- Woodbine Location within Texas
- Coordinates: 33°36′37.40″N 97°0′56.24″W﻿ / ﻿33.6103889°N 97.0156222°W
- Country: United States
- State: Texas
- County: Cooke

Population (2000)
- • Total: 246
- Time zone: UTC-6 (Central (CST))
- • Summer (DST): UTC-5 (CDT)
- Area code: 940

= Woodbine, Texas =

Woodbine is an unincorporated community in Cooke County, Texas, United States. According to the Handbook of Texas, the community had a population of 246 in 1990. It is located within the Dallas-Fort Worth Metroplex.

==History==
Woodbine was first settled in 1845, but it wasn't until R.C. Nelson, the community's first permanent resident, settled two miles north of its current site in 1864. It was officially founded in 1876 on W.H. Mitchell's land grant, who soon opened a store there. It was originally named Mineola by George Nelson, but soon changed its name to Woodbine in 1879 for its abundance of woodbine vines when the Denison and Pacific Railroad built a track through the community. A post office was established at Woodbine in 1879 and remained in operation until sometime after 1930. The settlement was the first in the county to receive rail service and a depot, resulting in its growth. The population was 113 in 1900 and remained at that level for more than 30 years. It went down to 50 in the 1940s, then to 20 in the late 1950s. However, its proximity to Gainesville caused the population to jump to 248 in the late 1960s, then was reduced by two in 1990.

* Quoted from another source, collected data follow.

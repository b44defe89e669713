//! Configuration loading for reckond.
//!
//! Configuration is loaded from TOML files with the following resolution order:
//! 1. `--config <path>` (CLI flag)
//! 2. `~/.reckoner/config.toml` (user)
//! 3. `/etc/reckoner/config.toml` (system)
//!
//! Unlike the config flag, the fallback locations are optional: a demo
//! daemon must come up with defaults when no file exists at all.

use serde::Deserialize;
use std::fs;
use std::path::{Path, PathBuf};

use crate::{ReckonerError, Result};

/// Server configuration.
#[derive(Debug, Clone, Default, Deserialize)]
pub struct Config {
    #[serde(default)]
    pub server: ServerConfig,
}

/// Server network configuration.
#[derive(Debug, Clone, Deserialize)]
pub struct ServerConfig {
    /// Address to bind to (default: 127.0.0.1:50051).
    #[serde(default = "default_address")]
    pub address: String,
    #[serde(default)]
    pub limits: LimitsConfig,
}

impl Default for ServerConfig {
    fn default() -> Self {
        Self {
            address: default_address(),
            limits: LimitsConfig::default(),
        }
    }
}

fn default_address() -> String {
    "127.0.0.1:50051".to_string()
}

/// Resource limits, applied to the tonic server builder at startup.
/// Handlers never compute timeouts themselves; an expired deadline reaches
/// them only as a failed inbound stream.
#[derive(Debug, Clone, Deserialize)]
pub struct LimitsConfig {
    /// Maximum concurrent in-flight requests per connection (default: 64).
    #[serde(default = "default_max_concurrent")]
    pub max_concurrent_requests: usize,
    /// Request timeout in seconds (default: 30).
    #[serde(default = "default_timeout")]
    pub request_timeout_secs: u64,
}

impl Default for LimitsConfig {
    fn default() -> Self {
        Self {
            max_concurrent_requests: default_max_concurrent(),
            request_timeout_secs: default_timeout(),
        }
    }
}

fn default_max_concurrent() -> usize {
    64
}

fn default_timeout() -> u64 {
    30
}

impl Config {
    /// Load configuration from the standard locations.
    ///
    /// An explicit path must exist; otherwise the first file found in
    /// `~/.reckoner/config.toml` then `/etc/reckoner/config.toml` is used,
    /// and defaults apply when neither exists.
    pub fn load(explicit_path: Option<&Path>) -> Result<Self> {
        let Some(path) = Self::resolve_config_path(explicit_path)? else {
            return Ok(Config::default());
        };
        let content = fs::read_to_string(&path).map_err(|e| {
            ReckonerError::Configuration(format!("failed to read config file {path:?}: {e}"))
        })?;
        toml::from_str(&content).map_err(|e| {
            ReckonerError::Configuration(format!("failed to parse config file {path:?}: {e}"))
        })
    }

    /// Resolve the config file path, if any file is present.
    fn resolve_config_path(explicit: Option<&Path>) -> Result<Option<PathBuf>> {
        if let Some(path) = explicit {
            if path.exists() {
                return Ok(Some(path.to_path_buf()));
            }
            return Err(ReckonerError::Configuration(format!(
                "config file not found: {path:?}"
            )));
        }

        // User config
        if let Some(home) = dirs::home_dir() {
            let user_config = home.join(".reckoner").join("config.toml");
            if user_config.exists() {
                return Ok(Some(user_config));
            }
        }

        // System config
        let system_config = PathBuf::from("/etc/reckoner/config.toml");
        if system_config.exists() {
            return Ok(Some(system_config));
        }

        Ok(None)
    }
}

The Woodbine Formation is a Cretaceous geologic formation named for the small community in 1905.

Woodbine had an all-female firefighting company in the 1960s.

On May 25, 1921, Woodbine had a branch of the Cooke County Library in its vicinity.

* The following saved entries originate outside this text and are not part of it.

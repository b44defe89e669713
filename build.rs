fn main() -> Result<(), Box<dyn std::error::Error>> {
    tonic_build::configure()
        .build_server(true)
        .build_client(true)
        .compile_protos(&["proto/reckoner.proto"], &["proto"])?;
    Ok(())
}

On April 6, 1955, an F3 tornado struck Woodbine, but no deaths were reported.

==Geography==
Woodbine is located at the intersection of Farm to Market Roads 678 and 3164, 8 mi east of Gainesville in east-central Cooke County.

==Education==
Today, the community is served by the Callisburg Independent School District. The elementary campus is located in the community.